In case anyone is wondering what absolutely no pride looks like, wonder no more.

beg

February 29, 2008

Hellhound

While I've been away from home with work this week, Luna has decided to reside at Chez Le Pound.

The timeline:  I left home Sunday, Hellhound bolted from the kids on Monday, the kids finally grew the balls to tell me she was missing on Thursday and we phoned the local SPCA to find her today (Friday).  I return home tomorrow with my flight landing roughly fifteen minutes before late check out at the Chez.  I'm thinking of rounding her stay out to a full week.

I'm not a bad pet owner, The Ex is.  This dog is his dog.  However, while he lives the glorious life a world traveler, I get to feed her, pick up her crap, brush her and, now, post her bail.  While The Ex is in the country, he takes Hellhound for visitations and treats her like her place is somewhere above The Thirteen Goddesses of Greek Mythology.  Nice for her; major behaviour problems for me when I get her back.

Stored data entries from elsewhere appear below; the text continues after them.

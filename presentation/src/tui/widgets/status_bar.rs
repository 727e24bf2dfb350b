//! Status bar widget: screen indicator + key hints + flash messages

use crate::tui::state::TuiState;
use ratatui::{
    buffer::Buffer,
    layout::Rect,
    style::{Color, Modifier, Style},
    text::{Line, Span},
    widgets::Widget,
};

pub struct StatusBarWidget<'a> {
    state: &'a TuiState,
}

impl<'a> StatusBarWidget<'a> {
    pub fn new(state: &'a TuiState) -> Self {
        Self { state }
    }
}

impl<'a> Widget for StatusBarWidget<'a> {
    fn render(self, area: Rect, buf: &mut Buffer) {
        // Fill background
        let bg_style = Style::default().bg(Color::DarkGray).fg(Color::White);
        for x in area.left()..area.right() {
            buf[(x, area.y)].set_style(bg_style).set_char(' ');
        }

        let screen = self.state.screen();

        // Left: screen indicator
        let indicator = screen.indicator();
        let indicator_style = Style::default()
            .fg(Color::Black)
            .bg(screen.color())
            .add_modifier(Modifier::BOLD);
        let indicator_line = Line::from(Span::styled(format!(" {} ", indicator), indicator_style));
        let indicator_width = indicator.chars().count() as u16 + 2;
        buf.set_line(area.x, area.y, &indicator_line, indicator_width);

        // Right: flash message, else key hints
        let right_text = match &self.state.flash_message {
            Some((flash, _)) => flash.clone(),
            None if self.state.show_hints => screen.hints().to_string(),
            None => return,
        };
        let right_style = if self.state.flash_message.is_some() {
            Style::default().fg(Color::Yellow).bg(Color::DarkGray)
        } else {
            Style::default().fg(Color::White).bg(Color::DarkGray)
        };

        let right_width = right_text.chars().count() as u16;
        let right_x = area.right().saturating_sub(right_width + 1);
        if right_x > area.x + indicator_width {
            let right_line = Line::from(Span::styled(right_text, right_style));
            buf.set_line(right_x, area.y, &right_line, right_width + 1);
        }
    }
}

#[cfg(test)]
mod tests {
    use super::*;
    use crate::tui::keymap::Screen;
    use crate::tui::widgets::test_util::buffer_text;

    fn render(state: &TuiState) -> String {
        let area = Rect::new(0, 0, 100, 1);
        let mut buf = Buffer::empty(area);
        StatusBarWidget::new(state).render(area, &mut buf);
        buffer_text(&buf)
    }

    #[test]
    fn test_indicator_and_hints() {
        let state = TuiState::new();
        let text = render(&state);
        assert!(text.contains("INÍCIO"));
        assert!(text.contains(Screen::Landing.hints()));
    }

    #[test]
    fn test_flash_replaces_hints() {
        let mut state = TuiState::new();
        state.set_flash("Escreva algo");
        let text = render(&state);
        assert!(text.contains("Escreva algo"));
        assert!(!text.contains("começar"));
    }

    #[test]
    fn test_hints_can_be_hidden() {
        let mut state = TuiState::new();
        state.show_hints = false;
        let text = render(&state);
        assert!(text.contains("INÍCIO"));
        assert!(!text.contains("começar"));
    }
}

Naturally I have handled this in my usual reactive fashion and fired off an email to The Ex filled with reprisal and loathing.  Because that's worked so well for me in the past.

January 05, 2008

A Boy and His Dog: A Conversation

"Phoenix, sit."

Phoenix sits.

"Phoenix, shake a paw."

Phoenix happily flops her paw into Liam's hand.

"Phoenix, let's see how long you can keep it here."

"The safety word is Banana."

Me, "What??"

Note to self:  buy Net Nanny and have TV cable disconnected.

December 07, 2007

How Much Does a Therapist Cost?

Taryn-the-now-17-year-old-girl was walking down the hill to catch her school bus on Tuesday morning.  She phoned me within a couple of minutes of leaving the house to tell me to warn Liam that the hill was quite slippery and he should allow a few extra minutes to get to his bus.  Awww... how sweet.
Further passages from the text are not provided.